Nevertheless, in the event that the cord blood transfusion failed, the infant might become a candidate for bone marrow donation. From the beginning, the HFEA recognised that although it “could not place conditions on a treatment license that would allow them to stop any future bone marrow transplant from taking place…there were procedures designed to protect child bone marrow donors in place already and such a child would enjoy the same protection as any other child…”.28 A child born through tissue typing PGD is no different from any other child in the eyes of the law, and the same rights, responsibilities, and protections apply. Although present UK legislation does not speak explicitly to tissue and organ donation by minors, it is extremely unlikely that a court would approve the harvesting of non‐replaceable organs from a minor29—a restriction on organ procurement common in other European and international policies. Thus, just as no naturally conceived tissue matched child could legally function as a source of spare parts for its sibling, no child intentionally conceived as a tissue match could legally fill such a role.
Psychosocial harms after birth
In addition to fears of actual physical coercion of the future child, critics of tissue typing PGD have also expressed concerns that the future child will experience emotional and psychological harms as a result of being born, even in part, for someone else's benefit. Both the HFE Act,30 and the HFEA Code of Practice,31 reflect this concern about the psychosocial wellbeing of children conceived through assisted reproductive technologies by requiring that practitioners and regulators make an evaluation of the “welfare of the child” before proceeding with treatment. The sources of potential psychological harms are many and include fears that the future child may feel that she is nothing more than a source of spare parts for her sibling,27 may experience feelings of inadequacy if the stem cell transfusion is unsuccessful,32 or may lose some sense of unconditional love from her parents by being born in part to serve an identifiable purpose.33
These remain at best speculative fears because no one knows quite what the psychological effects of having been conceived through tissue typing PGD might be.
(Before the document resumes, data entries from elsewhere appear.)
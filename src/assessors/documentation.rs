//! Documentation: docstring coverage and docstring quality
//!
//! Every parsed module, class and function is a documentable entity. A "good"
//! docstring has at least three non-blank lines, no run of more than five
//! blank lines, and mentions both its arguments (`Args:`/`Parameters:`) and
//! `Returns:`. Score = (coverage% / 10 + good_ratio × 10) / 2.

use super::base::{Assessor, AssessorSettings, NO_PYTHON_FILES};
use crate::models::AssessmentOutcome;
use crate::parsers;
use crate::scoring::clamp_score;
use anyhow::Result;
use std::path::Path;

const MIN_DOCSTRING_LINES: usize = 3;
const MAX_BLANK_RUN: usize = 5;

pub struct DocumentationAssessor;

impl DocumentationAssessor {
    pub fn new(_settings: &AssessorSettings) -> Self {
        Self
    }
}

fn is_good_docstring(docstring: &str) -> bool {
    let non_blank = docstring.lines().filter(|l| !l.trim().is_empty()).count();
    if non_blank < MIN_DOCSTRING_LINES {
        return false;
    }

    let mut blank_run = 0;
    for line in docstring.lines() {
        if line.trim().is_empty() {
            blank_run += 1;
            if blank_run > MAX_BLANK_RUN {
                return false;
            }
        } else {
            blank_run = 0;
        }
    }

    let lowered = docstring.to_lowercase();
    let has_args = lowered.contains("args:") || lowered.contains("parameters:");
    has_args && lowered.contains("returns:")
}

#[derive(Default)]
struct Tally {
    total: usize,
    documented: usize,
    good: usize,
}

impl Tally {
    /// Count one entity; returns false when it has no docstring.
    fn record(&mut self, docstring: Option<&str>) -> bool {
        self.total += 1;
        match docstring.filter(|d| !d.trim().is_empty()) {
            Some(doc) => {
                self.documented += 1;
                if is_good_docstring(doc) {
                    self.good += 1;
                }
                true
            }
            None => false,
        }
    }
}

impl Assessor for DocumentationAssessor {
    fn id(&self) -> &'static str {
        "documentation"
    }

    fn description(&self) -> &'static str {
        "Docstring coverage and quality for modules, classes and functions"
    }

    fn assess(&self, codebase: &Path) -> Result<AssessmentOutcome> {
        let files = parsers::python_files(codebase);
        if files.is_empty() {
            return Ok(AssessmentOutcome::neutral(0.0, NO_PYTHON_FILES));
        }
        let parsed = parsers::parse_files(&files);

        let mut tally = Tally::default();
        let mut details = Vec::new();
        for file in &parsed.files {
            let path = file.path.display();
            if !tally.record(file.module_docstring().as_deref()) {
                details.push(format!("Missing docstring in module: {}", path));
            }
            let classes = file
                .classes()
                .into_iter()
                .map(|c| (c.name, c.line, c.docstring));
            let functions = file
                .functions()
                .into_iter()
                .map(|f| (f.name, f.line, f.docstring));
            let mut entities: Vec<_> = classes.chain(functions).collect();
            entities.sort_by_key(|(_, line, _)| *line);

            for (name, line, docstring) in entities {
                if !tally.record(docstring.as_deref()) {
                    details.push(format!(
                        "Missing docstring for '{}' in {}:{}",
                        name, path, line
                    ));
                }
            }
        }

        if tally.total == 0 {
            return Ok(AssessmentOutcome::neutral(
                0.0,
                "No documentable entities (classes, functions) found.",
            ));
        }

        let coverage = tally.documented as f64 / tally.total as f64 * 100.0;
        let quality = if tally.documented > 0 {
            tally.good as f64 / tally.documented as f64
        } else {
            0.0
        };
        let score = clamp_score((coverage / 10.0 + quality * 10.0) / 2.0);

        details.insert(
            0,
            format!(
                "Documentation coverage: {:.2}% ({}/{})",
                coverage, tally.documented, tally.total
            ),
        );
        details.insert(
            1,
            format!(
                "Good docstrings: {}/{} ({:.2}%)",
                tally.good,
                tally.documented,
                quality * 100.0
            ),
        );

        Ok(AssessmentOutcome::new(score, details)
            .with_metric("documentable_entities", tally.total)
            .with_metric("documented_entities", tally.documented)
            .with_metric("good_docstrings", tally.good))
    }
}
//! CLI command definitions and handlers

mod assessors;
mod compare;
mod history;

use anyhow::Result;
use clap::{Parser, Subcommand};
use std::path::PathBuf;

/// repobench - Compare two Python codebases
#[derive(Parser, Debug)]
#[command(name = "repobench")]
#[command(
    version,
    about = "Compare two Python codebases across independent quality dimensions",
    long_about = "repobench runs a fixed set of quality assessors (readability, maintainability, \
performance, security, testability, robustness, scalability, documentation, naming \
consistency, git health and an optional LLM score) over two codebases, normalizes and \
weights the scores, and names a winner.",
    after_help = "\
Examples:
  repobench compare ./service-a ./service-b
  repobench compare a b --weights '{\"Security\": 2, \"Performance\": 0.5}'
  repobench compare a b --skip Testability,GitHealth --export out/result.json
  repobench compare a b --format json > result.json
  repobench history --limit 5
  repobench assessors"
)]
pub struct Cli {
    /// Log level (error, warn, info, debug, trace); RUST_LOG takes priority
    #[arg(long, global = true, default_value = "warn", value_parser = ["error", "warn", "info", "debug", "trace"])]
    pub log_level: String,

    #[command(subcommand)]
    pub command: Commands,
}

#[derive(Subcommand, Debug)]
pub enum Commands {
    /// Compare two codebases
    Compare(compare::CompareArgs),

    /// Show recently recorded comparisons
    History {
        /// Number of runs to show
        #[arg(long, short = 'n', default_value = "20")]
        limit: usize,

        /// Print runs as JSON
        #[arg(long)]
        json: bool,

        /// Run history database file
        #[arg(long, env = "REPOBENCH_HISTORY_DB")]
        history_db: Option<PathBuf>,
    },

    /// List the registered assessors
    Assessors,
}

/// Run the CLI with parsed arguments
pub fn run(cli: Cli) -> Result<()> {
    match cli.command {
        Commands::Compare(args) => compare::run(args),
        Commands::History {
            limit,
            json,
            history_db,
        } => history::run(history_db, limit, json),
        Commands::Assessors => assessors::run(),
    }
}

#[cfg(test)]
mod tests {
    use super::*;
    use clap::CommandFactory;

    #[test]
    fn test_cli_definition_is_valid() {
        Cli::command().debug_assert();
    }

    #[test]
    fn test_compare_defaults() {
        let cli = Cli::try_parse_from(["repobench", "compare", "a", "b"]).unwrap();
        assert_eq!(cli.log_level, "warn");
        let Commands::Compare(args) = cli.command else {
            panic!("expected compare");
        };
        assert_eq!(args.weights, "{}");
        assert!(args.skip.is_none());
        assert!(!args.verbose);
        assert_eq!(args.format, "text");
    }

    #[test]
    fn test_compare_requires_two_paths() {
        assert!(Cli::try_parse_from(["repobench", "compare", "a"]).is_err());
    }

    #[test]
    fn test_rejects_unknown_format() {
        assert!(
            Cli::try_parse_from(["repobench", "compare", "a", "b", "--format", "sarif"]).is_err()
        );
    }
}
//! Structured runner for external analysis tools
//!
//! Assessors that wrap bandit, radon, pytest, docker and friends go through
//! this module so that scoring code never scrapes raw process output:
//! 1. Run the tool as a subprocess with `std::process::Command`
//! 2. Get back a typed `ToolOutput` (exit code, stdout, stderr) or a `ToolError`
//! 3. Parse JSON through `ToolOutput::json`, which reports `Unparseable` explicitly

use serde_json::Value as JsonValue;
use std::collections::HashMap;
use std::io::Read;
use std::path::Path;
use std::process::{Child, Command, Stdio};
use std::thread;
use std::time::{Duration, Instant};
use thiserror::Error;
use tracing::{debug, warn};

/// Why a tool run produced no usable output.
#[derive(Error, Debug, Clone, PartialEq, Eq)]
pub enum ToolError {
    #[error("{tool} not found. Please install it first.")]
    NotInstalled { tool: String },

    #[error("{tool} timed out after {secs}s")]
    TimedOut { tool: String, secs: u64 },

    #[error("Failed to run {tool}: {reason}")]
    Failed { tool: String, reason: String },

    #[error("Could not parse {tool} output: {reason}")]
    Unparseable { tool: String, reason: String },
}

impl ToolError {
    /// Missing or mis-configured tool, as opposed to a tool that ran badly
    pub fn is_unavailable(&self) -> bool {
        matches!(self, ToolError::NotInstalled { .. })
    }
}

/// Output from a tool that ran to completion (any exit code).
#[derive(Debug, Clone)]
pub struct ToolOutput {
    pub tool: String,
    pub stdout: String,
    pub stderr: String,
    /// `None` when the process was terminated by a signal
    pub return_code: Option<i32>,
}

impl ToolOutput {
    pub fn succeeded(&self) -> bool {
        self.return_code == Some(0)
    }

    /// Parse stdout as JSON
    pub fn json(&self) -> Result<JsonValue, ToolError> {
        parse_json(&self.tool, &self.stdout)
    }
}

/// Parse tool-produced JSON text, mapping failures to `Unparseable`.
pub fn parse_json(tool: &str, text: &str) -> Result<JsonValue, ToolError> {
    if text.trim().is_empty() {
        return Err(ToolError::Unparseable {
            tool: tool.to_string(),
            reason: "empty output".to_string(),
        });
    }
    serde_json::from_str(text).map_err(|e| ToolError::Unparseable {
        tool: tool.to_string(),
        reason: e.to_string(),
    })
}

/// Read a JSON report file written by a tool.
pub fn read_json_report(tool: &str, path: &Path) -> Result<JsonValue, ToolError> {
    let text = std::fs::read_to_string(path).map_err(|e| ToolError::Unparseable {
        tool: tool.to_string(),
        reason: format!("report {} not readable: {}", path.display(), e),
    })?;
    parse_json(tool, &text)
}

/// Run an external tool
///
/// # Arguments
/// * `cmd` - Command and arguments to run
/// * `tool_name` - Human-readable tool name for error messages
/// * `timeout_secs` - Timeout in seconds (0 = no timeout)
/// * `cwd` - Working directory for the tool
/// * `env` - Additional environment variables
pub fn run_external_tool(
    cmd: &[String],
    tool_name: &str,
    timeout_secs: u64,
    cwd: Option<&Path>,
    env: Option<&HashMap<String, String>>,
) -> Result<ToolOutput, ToolError> {
    let Some((program, args)) = cmd.split_first() else {
        return Err(ToolError::Failed {
            tool: tool_name.to_string(),
            reason: "Empty command".to_string(),
        });
    };

    debug!("Running {}: {} {:?}", tool_name, program, args);

    let mut command = Command::new(program);
    command.args(args);

    if let Some(dir) = cwd {
        command.current_dir(dir);
    }

    if let Some(extra_env) = env {
        for (key, value) in extra_env {
            command.env(key, value);
        }
    }

    command.stdin(Stdio::null());
    command.stdout(Stdio::piped());
    command.stderr(Stdio::piped());

    let mut child = command.spawn().map_err(|e| {
        if e.kind() == std::io::ErrorKind::NotFound {
            ToolError::NotInstalled {
                tool: tool_name.to_string(),
            }
        } else {
            ToolError::Failed {
                tool: tool_name.to_string(),
                reason: e.to_string(),
            }
        }
    })?;

    // Drain pipes on their own threads so a chatty tool cannot block on a full pipe
    let stdout_reader = spawn_reader(child.stdout.take());
    let stderr_reader = spawn_reader(child.stderr.take());

    let status = match wait_with_timeout(&mut child, tool_name, timeout_secs) {
        Ok(status) => status,
        Err(e) => {
            release_readers(tool_name, [stdout_reader, stderr_reader]);
            return Err(e);
        }
    };

    Ok(ToolOutput {
        tool: tool_name.to_string(),
        stdout: stdout_reader.join().unwrap_or_default(),
        stderr: stderr_reader.join().unwrap_or_default(),
        return_code: status.code(),
    })
}

fn spawn_reader<R: Read + Send + 'static>(pipe: Option<R>) -> thread::JoinHandle<String> {
    thread::spawn(move || {
        let mut buf = Vec::new();
        if let Some(mut pipe) = pipe {
            let _ = pipe.read_to_end(&mut buf);
        }
        String::from_utf8_lossy(&buf).into_owned()
    })
}

/// After a kill the pipes close and the readers finish, unless a grandchild
/// inherited them. Wait briefly, then leave any straggler detached.
fn release_readers(tool_name: &str, readers: [thread::JoinHandle<String>; 2]) {
    let deadline = Instant::now() + READER_GRACE;
    while readers.iter().any(|r| !r.is_finished()) && Instant::now() < deadline {
        thread::sleep(Duration::from_millis(20));
    }
    for reader in readers {
        if reader.is_finished() {
            let _ = reader.join();
        } else {
            debug!("{} left an output pipe open; detaching its reader", tool_name);
        }
    }
}

const READER_GRACE: Duration = Duration::from_secs(2);

/// Poll for completion, killing the process once the deadline passes
fn wait_with_timeout(
    child: &mut Child,
    tool_name: &str,
    timeout_secs: u64,
) -> Result<std::process::ExitStatus, ToolError> {
    let start = Instant::now();
    let timeout = Duration::from_secs(timeout_secs);

    loop {
        match child.try_wait() {
            Ok(Some(status)) => return Ok(status),
            Ok(None) => {
                if timeout_secs > 0 && start.elapsed() > timeout {
                    let _ = child.kill();
                    let _ = child.wait();
                    warn!("{} timed out after {}s", tool_name, timeout_secs);
                    return Err(ToolError::TimedOut {
                        tool: tool_name.to_string(),
                        secs: timeout_secs,
                    });
                }
                thread::sleep(Duration::from_millis(100));
            }
            Err(e) => {
                return Err(ToolError::Failed {
                    tool: tool_name.to_string(),
                    reason: format!("Failed to wait: {}", e),
                });
            }
        }
    }
}

/// Check if a tool is installed
pub fn is_tool_installed(tool: &str) -> bool {
    Command::new(tool)
        .arg("--version")
        .stdin(Stdio::null())
        .stdout(Stdio::null())
        .stderr(Stdio::null())
        .status()
        .map(|s| s.success())
        .unwrap_or(false)
}

/// Command prefix for a Python tool: the console script when it is on PATH,
/// otherwise `python -m <module>`.
pub fn python_tool_command(python: &str, tool: &str, module: &str) -> Vec<String> {
    if is_tool_installed(tool) {
        vec![tool.to_string()]
    } else {
        vec![python.to_string(), "-m".to_string(), module.to_string()]
    }
}

/// Owned argv from string-ish parts
pub fn argv<I, S>(parts: I) -> Vec<String>
where
    I: IntoIterator<Item = S>,
    S: AsRef<str>,
{
    parts.into_iter().map(|p| p.as_ref().to_string()).collect()
}

#[cfg(test)]
mod tests {
    use super::*;

    #[test]
    fn test_missing_tool_is_unavailable() {
        let err = run_external_tool(
            &argv(["repobench-definitely-not-a-tool", "--json"]),
            "ghost",
            5,
            None,
            None,
        )
        .unwrap_err();
        assert!(err.is_unavailable());
        assert_eq!(
            err,
            ToolError::NotInstalled {
                tool: "ghost".into()
            }
        );
    }

    #[test]
    fn test_empty_command() {
        let err = run_external_tool(&[], "nothing", 0, None, None).unwrap_err();
        assert!(matches!(err, ToolError::Failed { .. }));
    }

    #[test]
    fn test_json_parsing() {
        let output = ToolOutput {
            tool: "t".into(),
            stdout: r#"{"key": "value"}"#.into(),
            stderr: String::new(),
            return_code: Some(0),
        };
        assert!(output.succeeded());
        assert_eq!(output.json().unwrap()["key"], "value");

        let garbage = ToolOutput {
            stdout: "Traceback (most recent call last):".into(),
            ..output.clone()
        };
        assert!(matches!(garbage.json(), Err(ToolError::Unparseable { .. })));

        let empty = ToolOutput {
            stdout: "  \n".into(),
            ..output
        };
        assert!(matches!(empty.json(), Err(ToolError::Unparseable { .. })));
    }

    #[cfg(unix)]
    #[test]
    fn test_captures_output_env_and_exit_code() {
        let mut env = HashMap::new();
        env.insert("REPOBENCH_TEST_VALUE".to_string(), "42".to_string());
        let output = run_external_tool(
            &argv(["sh", "-c", "echo $REPOBENCH_TEST_VALUE; echo oops >&2; exit 3"]),
            "sh",
            10,
            None,
            Some(&env),
        )
        .unwrap();
        assert_eq!(output.stdout.trim(), "42");
        assert_eq!(output.stderr.trim(), "oops");
        assert_eq!(output.return_code, Some(3));
        assert!(!output.succeeded());
    }

    #[cfg(unix)]
    #[test]
    fn test_timeout_kills_process() {
        let err = run_external_tool(&argv(["sleep", "5"]), "sleep", 1, None, None).unwrap_err();
        assert_eq!(
            err,
            ToolError::TimedOut {
                tool: "sleep".into(),
                secs: 1
            }
        );
    }

    #[cfg(unix)]
    #[test]
    fn test_timeout_returns_despite_inherited_pipes() {
        // the background sleep keeps stdout open after its parent is killed
        let start = Instant::now();
        let err = run_external_tool(
            &argv(["sh", "-c", "sleep 30 & sleep 10"]),
            "sh",
            1,
            None,
            None,
        )
        .unwrap_err();
        assert!(matches!(err, ToolError::TimedOut { .. }));
        assert!(start.elapsed() < Duration::from_secs(8), "{:?}", start.elapsed());
    }
}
Tissue typing PGD has only been possible since 2000, meaning that the oldest children born through this procedure have yet to reach adolescence, when children undergo separation individuation—learning to be psychologically independent from family and seeking one's own identity34—which may be more difficult for children conceived, in part, as tissue donors for family members. Psychosocial data from teenaged children conceived through tissue typing PGD are critical to assessing the real harms and benefits of being born in part to serve as a tissue donor. Thus, we should not downplay or ignore fears about the potential psychosocial harms of tissue typing PGD, however speculative; indeed, we should be monitoring their occurrence. This emphasis on further study and monitoring is consistent with the conclusions reached by the HFEA in its 2004 report on tissue typing PGD.15 Lack of conclusive evidence notwithstanding, we should not allow speculative concerns to dictate present policy.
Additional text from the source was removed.